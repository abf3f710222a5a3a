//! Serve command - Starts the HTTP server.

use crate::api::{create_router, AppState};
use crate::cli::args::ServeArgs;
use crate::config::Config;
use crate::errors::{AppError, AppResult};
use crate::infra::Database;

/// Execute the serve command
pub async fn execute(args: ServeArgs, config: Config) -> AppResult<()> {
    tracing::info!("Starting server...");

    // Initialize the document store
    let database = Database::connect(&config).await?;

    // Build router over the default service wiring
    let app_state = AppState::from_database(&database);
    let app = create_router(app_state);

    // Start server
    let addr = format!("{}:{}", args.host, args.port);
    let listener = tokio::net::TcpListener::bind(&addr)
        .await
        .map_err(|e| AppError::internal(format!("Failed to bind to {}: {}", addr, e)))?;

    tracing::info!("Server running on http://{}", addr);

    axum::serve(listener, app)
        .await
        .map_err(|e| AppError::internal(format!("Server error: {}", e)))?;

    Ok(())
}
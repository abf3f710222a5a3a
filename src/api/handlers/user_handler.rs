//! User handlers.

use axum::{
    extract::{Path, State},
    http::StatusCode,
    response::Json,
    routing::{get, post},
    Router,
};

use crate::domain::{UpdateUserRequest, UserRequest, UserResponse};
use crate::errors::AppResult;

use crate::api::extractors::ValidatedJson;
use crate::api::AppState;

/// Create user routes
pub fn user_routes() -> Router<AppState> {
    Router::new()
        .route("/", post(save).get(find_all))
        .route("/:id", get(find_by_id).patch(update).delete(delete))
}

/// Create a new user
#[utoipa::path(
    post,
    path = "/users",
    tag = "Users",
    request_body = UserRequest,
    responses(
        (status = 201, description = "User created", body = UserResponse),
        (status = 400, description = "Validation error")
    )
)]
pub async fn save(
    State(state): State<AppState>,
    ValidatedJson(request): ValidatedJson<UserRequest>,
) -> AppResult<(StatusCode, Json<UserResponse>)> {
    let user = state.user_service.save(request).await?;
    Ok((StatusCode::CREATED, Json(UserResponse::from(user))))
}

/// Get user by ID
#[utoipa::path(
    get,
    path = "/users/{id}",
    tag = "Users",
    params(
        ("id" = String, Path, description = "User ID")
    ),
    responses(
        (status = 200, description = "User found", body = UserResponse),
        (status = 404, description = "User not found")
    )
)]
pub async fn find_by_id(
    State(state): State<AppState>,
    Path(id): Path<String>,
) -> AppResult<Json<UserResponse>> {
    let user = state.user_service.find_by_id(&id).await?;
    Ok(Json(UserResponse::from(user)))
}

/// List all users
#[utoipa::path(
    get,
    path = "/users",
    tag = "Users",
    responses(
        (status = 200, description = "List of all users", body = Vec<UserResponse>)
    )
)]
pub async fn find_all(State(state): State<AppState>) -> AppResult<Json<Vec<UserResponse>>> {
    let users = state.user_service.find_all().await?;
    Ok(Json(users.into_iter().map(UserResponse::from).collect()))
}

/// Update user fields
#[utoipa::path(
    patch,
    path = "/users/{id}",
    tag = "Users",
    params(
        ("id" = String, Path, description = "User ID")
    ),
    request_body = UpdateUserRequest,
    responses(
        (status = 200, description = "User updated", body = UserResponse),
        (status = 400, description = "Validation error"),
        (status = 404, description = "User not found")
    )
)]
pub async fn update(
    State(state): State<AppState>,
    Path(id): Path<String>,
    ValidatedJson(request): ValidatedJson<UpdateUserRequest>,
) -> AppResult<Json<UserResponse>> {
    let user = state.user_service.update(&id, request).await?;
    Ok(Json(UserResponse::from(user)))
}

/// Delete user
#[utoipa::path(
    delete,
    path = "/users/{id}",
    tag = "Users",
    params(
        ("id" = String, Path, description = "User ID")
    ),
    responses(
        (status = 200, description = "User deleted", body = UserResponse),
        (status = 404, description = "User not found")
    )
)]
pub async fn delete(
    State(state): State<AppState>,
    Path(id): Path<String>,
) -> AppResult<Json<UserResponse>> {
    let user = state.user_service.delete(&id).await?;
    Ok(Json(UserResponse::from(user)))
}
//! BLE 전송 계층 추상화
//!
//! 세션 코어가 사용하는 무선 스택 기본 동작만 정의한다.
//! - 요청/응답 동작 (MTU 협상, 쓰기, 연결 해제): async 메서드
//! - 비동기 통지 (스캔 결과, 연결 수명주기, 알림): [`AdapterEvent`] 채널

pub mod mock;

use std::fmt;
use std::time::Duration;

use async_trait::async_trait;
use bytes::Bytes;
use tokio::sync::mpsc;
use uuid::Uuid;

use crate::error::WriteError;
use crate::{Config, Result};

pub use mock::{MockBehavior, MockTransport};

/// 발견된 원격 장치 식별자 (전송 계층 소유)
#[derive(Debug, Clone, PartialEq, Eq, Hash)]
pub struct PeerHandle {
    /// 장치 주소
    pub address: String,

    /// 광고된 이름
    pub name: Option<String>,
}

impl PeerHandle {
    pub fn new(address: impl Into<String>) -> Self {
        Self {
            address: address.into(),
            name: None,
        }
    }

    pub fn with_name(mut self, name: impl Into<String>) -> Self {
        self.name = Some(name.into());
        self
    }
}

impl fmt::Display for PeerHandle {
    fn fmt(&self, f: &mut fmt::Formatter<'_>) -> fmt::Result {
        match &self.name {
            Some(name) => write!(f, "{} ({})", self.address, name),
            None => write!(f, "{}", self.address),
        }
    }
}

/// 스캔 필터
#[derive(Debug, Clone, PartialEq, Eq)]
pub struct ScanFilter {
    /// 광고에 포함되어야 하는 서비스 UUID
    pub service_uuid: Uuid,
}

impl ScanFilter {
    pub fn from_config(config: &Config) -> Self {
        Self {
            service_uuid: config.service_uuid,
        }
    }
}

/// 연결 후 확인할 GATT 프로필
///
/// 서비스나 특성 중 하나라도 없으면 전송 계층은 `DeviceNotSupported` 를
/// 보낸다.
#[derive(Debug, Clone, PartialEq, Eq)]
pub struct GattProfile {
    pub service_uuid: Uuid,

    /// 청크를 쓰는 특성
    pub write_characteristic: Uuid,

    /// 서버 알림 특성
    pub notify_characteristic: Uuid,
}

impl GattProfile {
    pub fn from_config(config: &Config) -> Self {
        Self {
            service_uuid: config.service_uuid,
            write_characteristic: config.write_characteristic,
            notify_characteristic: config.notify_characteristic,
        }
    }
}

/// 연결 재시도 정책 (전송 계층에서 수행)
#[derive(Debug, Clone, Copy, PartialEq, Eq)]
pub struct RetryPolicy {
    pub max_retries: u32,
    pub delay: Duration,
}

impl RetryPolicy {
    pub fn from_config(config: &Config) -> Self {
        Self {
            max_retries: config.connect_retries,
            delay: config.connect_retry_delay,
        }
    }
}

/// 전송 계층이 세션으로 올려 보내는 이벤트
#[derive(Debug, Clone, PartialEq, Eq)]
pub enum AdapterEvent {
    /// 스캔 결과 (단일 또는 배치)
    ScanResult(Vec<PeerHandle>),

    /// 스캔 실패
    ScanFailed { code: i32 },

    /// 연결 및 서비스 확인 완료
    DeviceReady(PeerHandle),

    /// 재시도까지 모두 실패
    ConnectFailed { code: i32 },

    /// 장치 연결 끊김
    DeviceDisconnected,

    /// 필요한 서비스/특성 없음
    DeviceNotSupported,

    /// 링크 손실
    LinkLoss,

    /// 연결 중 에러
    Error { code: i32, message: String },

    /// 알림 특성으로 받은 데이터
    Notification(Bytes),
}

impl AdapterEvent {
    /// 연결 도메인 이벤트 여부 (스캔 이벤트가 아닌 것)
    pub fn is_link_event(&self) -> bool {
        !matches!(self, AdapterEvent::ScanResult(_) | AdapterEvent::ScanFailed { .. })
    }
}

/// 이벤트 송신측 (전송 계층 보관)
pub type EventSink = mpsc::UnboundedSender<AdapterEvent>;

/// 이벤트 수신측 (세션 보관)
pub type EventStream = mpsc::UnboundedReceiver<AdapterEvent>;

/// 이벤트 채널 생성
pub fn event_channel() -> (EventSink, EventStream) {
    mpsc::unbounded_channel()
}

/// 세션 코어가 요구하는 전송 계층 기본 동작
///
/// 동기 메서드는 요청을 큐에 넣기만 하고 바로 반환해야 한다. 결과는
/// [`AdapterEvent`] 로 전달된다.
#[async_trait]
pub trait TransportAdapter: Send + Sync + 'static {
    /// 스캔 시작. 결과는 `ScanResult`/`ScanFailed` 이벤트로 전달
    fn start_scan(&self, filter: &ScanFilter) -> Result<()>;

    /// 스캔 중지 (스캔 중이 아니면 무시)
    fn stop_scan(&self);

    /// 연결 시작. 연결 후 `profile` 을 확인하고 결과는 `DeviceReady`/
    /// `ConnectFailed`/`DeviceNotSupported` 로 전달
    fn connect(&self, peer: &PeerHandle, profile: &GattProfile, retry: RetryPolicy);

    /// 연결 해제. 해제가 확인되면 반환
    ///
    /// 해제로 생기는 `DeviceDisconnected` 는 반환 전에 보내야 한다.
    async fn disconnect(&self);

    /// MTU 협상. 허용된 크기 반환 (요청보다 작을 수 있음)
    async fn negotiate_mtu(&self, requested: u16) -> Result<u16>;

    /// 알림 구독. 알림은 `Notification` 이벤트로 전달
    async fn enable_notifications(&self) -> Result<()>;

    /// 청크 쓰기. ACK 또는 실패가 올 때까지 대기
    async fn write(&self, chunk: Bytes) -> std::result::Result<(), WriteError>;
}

WHAT THE TASK REQUIRES: Check every line of the data for the word "AdapterEvent". The response is the count alone.

OUTPUT BELOW: 7